Через два часа кучер и лакей спали, один на столе, другой под столом, а Жорж благодаря крепости своей головы мог исполнить поручение и торжественно явиться в гостиной Депре, как вы видели.
Людей Флорансы отнесли домой мертвецки пьяными.
Для полноты истории этого вечера нужно еще заметить, что шарманщик, по обыкновению, сыграл свою серенаду под окном Клары, и несколько медных монет, завернутых в бумажку, также по обыкновению упали к его ногам.
К кому относились эти письма? О чем в них шла речь, когда самые печальные происшествия, самые глубокие огорчения не могли даже на время прервать таинственных сношений? Как и для чего эти сношения установлены? Клара писала не к Дальбергу, это ясно. Письма к родным или к подругам не требуют такой тайны. Предположить другого любовника тоже нельзя: для этого стоило только один раз видеть Клару подле Генриха.
Но существа самые бесхитростные имеют свои темные уголки, поэмы самые ясные — свои непонятные места.
— Какая у вас сегодня похоронная мина, — сказал Рудольф, встретив Дальберга под газовым рожком на Итальянском бульваре, курящего давно потухшую сигару. — Вот! Все вы таковы, молодежь! Следует наслаждаться жизнью, а не убивать себя. Вы пьете без методы, кушаете без философии, смешиваете излишества, которые по природе своей несовместимы.

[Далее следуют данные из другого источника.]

use std::path::PathBuf;
use std::time::Duration;

use anyhow::{Result, bail};
use clap::{Parser, Subcommand};
use tokio::time::timeout;
use tracing_subscriber::EnvFilter;

use powerwatch_core::{Monitor, MonitorConfig, MonitorEvent, NewRoom};

mod config;

use config::FileConfig;

/// How long command subcommands wait for the link before giving up.
const CONNECT_TIMEOUT: Duration = Duration::from_secs(15);

/// How long command subcommands linger for a device acknowledgement.
const ACK_TIMEOUT: Duration = Duration::from_secs(2);

#[derive(Parser)]
#[command(name = "powerwatch")]
#[command(author, version, about = "Room power telemetry dashboard and control", long_about = None)]
struct Cli {
    /// WebSocket endpoint of the cutoff controller (overrides the config file)
    #[arg(short, long, global = true)]
    endpoint: Option<String>,

    /// Path to a TOML configuration file
    #[arg(short, long, global = true)]
    config: Option<PathBuf>,

    /// Enable verbose output
    #[arg(short, long, global = true)]
    verbose: bool,

    #[command(subcommand)]
    command: Commands,
}

#[derive(Subcommand)]
enum Commands {
    /// Follow live telemetry and print a room status table
    Watch {
        /// Refresh interval in seconds
        #[arg(short, long, default_value = "2")]
        interval: u64,
    },

    /// Update a room's cutoff threshold
    SetThreshold {
        /// Room identifier
        room: String,
        /// New threshold in watts
        threshold: f64,
    },

    /// Clear a room's cutoff/bypass state and let the device re-evaluate
    Reset {
        /// Room identifier
        room: String,
    },

    /// Provision a new monitored room
    AddRoom {
        /// Identifier for the new room
        id: String,
        /// Display label
        name: String,
        /// Cutoff threshold in watts
        #[arg(short, long, default_value = "2500.0")]
        threshold: f64,
        /// Measurement relay GPIO pin
        #[arg(long, default_value = "25")]
        meas_pin: u8,
        /// Cutoff relay GPIO pin
        #[arg(long, default_value = "26")]
        cutoff_pin: u8,
    },

    /// Delete a room and stop monitoring its channel
    RemoveRoom {
        /// Room identifier
        room: String,
    },
}

#[tokio::main]
async fn main() -> Result<()> {
    let cli = Cli::parse();

    let filter = if cli.verbose {
        EnvFilter::new("debug")
    } else {
        EnvFilter::try_from_default_env().unwrap_or_else(|_| EnvFilter::new("info"))
    };
    tracing_subscriber::fmt().with_env_filter(filter).init();

    let config = resolve_config(&cli)?;

    match cli.command {
        Commands::Watch { interval } => watch(config, interval).await,
        Commands::SetThreshold { room, threshold } => {
            with_connected_monitor(config, |monitor| monitor.update_threshold(&room, threshold))
                .await
        }
        Commands::Reset { room } => {
            with_connected_monitor(config, |monitor| monitor.reset(&room)).await
        }
        Commands::AddRoom {
            id,
            name,
            threshold,
            meas_pin,
            cutoff_pin,
        } => {
            with_connected_monitor(config, move |monitor| {
                monitor.add_room(NewRoom {
                    id,
                    name,
                    threshold,
                    measurement_pin: meas_pin,
                    cutoff_pin,
                })
            })
            .await
        }
        Commands::RemoveRoom { room } => {
            with_connected_monitor(config, |monitor| monitor.remove_room(&room)).await
        }
    }
}

fn resolve_config(cli: &Cli) -> Result<MonitorConfig> {
    let file = match &cli.config {
        Some(path) => FileConfig::load(path)?,
        None => FileConfig::default(),
    };
    let mut config = file.into_monitor_config();
    if let Some(endpoint) = &cli.endpoint {
        config.endpoint = endpoint.clone();
    }
    Ok(config)
}

/// Follow telemetry until Ctrl-C, printing a status table each tick.
async fn watch(config: MonitorConfig, interval: u64) -> Result<()> {
    let monitor = Monitor::start(config)?;
    let mut ticker = tokio::time::interval(Duration::from_secs(interval.max(1)));

    let ctrl_c = tokio::signal::ctrl_c();
    tokio::pin!(ctrl_c);

    loop {
        tokio::select! {
            _ = &mut ctrl_c => break,
            _ = ticker.tick() => print_status(&monitor),
        }
    }

    tracing::info!("shutting down");
    monitor.shutdown().await?;
    Ok(())
}

fn print_status(monitor: &Monitor) {
    let stats = monitor.stats();
    let link = if monitor.is_connected() {
        "connected"
    } else {
        "disconnected"
    };
    println!("link: {link} ({} frames, {} records)", stats.frames_received, stats.records_applied);

    let rooms = monitor.rooms();
    if rooms.is_empty() {
        println!("  (no rooms yet)");
        return;
    }
    for room in rooms {
        let series = monitor.series(&room.id);
        let latest = series
            .last()
            .map(|sample| format!("{:8.1} W", sample.power))
            .unwrap_or_else(|| "      -- W".to_string());
        let mut flags = String::new();
        if room.cutoff_active {
            flags.push_str("  CUTOFF");
        }
        if room.bypass_detected {
            flags.push_str("  BYPASS");
        }
        println!(
            "  {:<6} {:<24} {latest}  threshold {:6.0} W  {:>3} samples{flags}",
            room.id,
            room.name,
            room.threshold,
            series.len(),
        );
    }
    println!();
}

/// Start a monitor, wait for the link, run one gateway action, and linger
/// briefly for the device's acknowledgement notice.
async fn with_connected_monitor<F>(config: MonitorConfig, action: F) -> Result<()>
where
    F: FnOnce(&Monitor) -> powerwatch_core::Result<()>,
{
    let monitor = Monitor::start(config)?;
    let mut events = monitor.subscribe();

    // The connectivity flag is authoritative; events alone could already
    // have fired before this subscription existed.
    let connected = timeout(CONNECT_TIMEOUT, async {
        while !monitor.is_connected() {
            tokio::time::sleep(Duration::from_millis(50)).await;
        }
    })
    .await;
    if connected.is_err() {
        let _ = monitor.shutdown().await;
        bail!("could not reach the controller within {CONNECT_TIMEOUT:?}");
    }

    action(&monitor)?;

    // Acknowledgements are best-effort; print one if it arrives in time.
    if let Ok(Ok(MonitorEvent::Notice { notice })) = timeout(ACK_TIMEOUT, async {
        loop {
            match events.recv().await {
                Ok(event @ MonitorEvent::Notice { .. }) => break Ok(event),
                Ok(_) => {}
                Err(err) => break Err(err),
            }
        }
    })
    .await
    {
        println!("device: [{:?}] {}", notice.status, notice.message);
    }

    monitor.shutdown().await?;
    Ok(())
}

Откуда вы теперь?
— Я нимало не погрешил против гигиены, — отвечал Генрих, — хотя лицо у меня теперь, может быть, и не похоже на мое.
— Вы проиграли?.. Вы недовольно хладнокровны за картами.
— Я в карты не играл.
— Так спекуляция какая-нибудь не удалась?
— Нет, я еще не пускался в спекуляции…
— Так какое-нибудь сердечное огорчение… любовное отчаяние… какая-нибудь хорошенькая тигрица изволит тешиться и водить острыми коготочками по вашему сердцу?
— Полноте шутить, Рудольф; я действительно огорчен… Черные мысли навели тоску страшную… жизнь мне в тягость.
— О! Черт возьми! Уж вы не в романические ли поэты записались? Ваши жалобы пахнут элегией на четверть мили в окружности.
— Вы жестоки, Рудольф. Оставьте ваши насмешки на несколько минут.
— Извольте, извольте. Видите, я серьезен, насколько можно быть серьезным. Если у вас истинное горе, я сострадаю от души. В чем дело?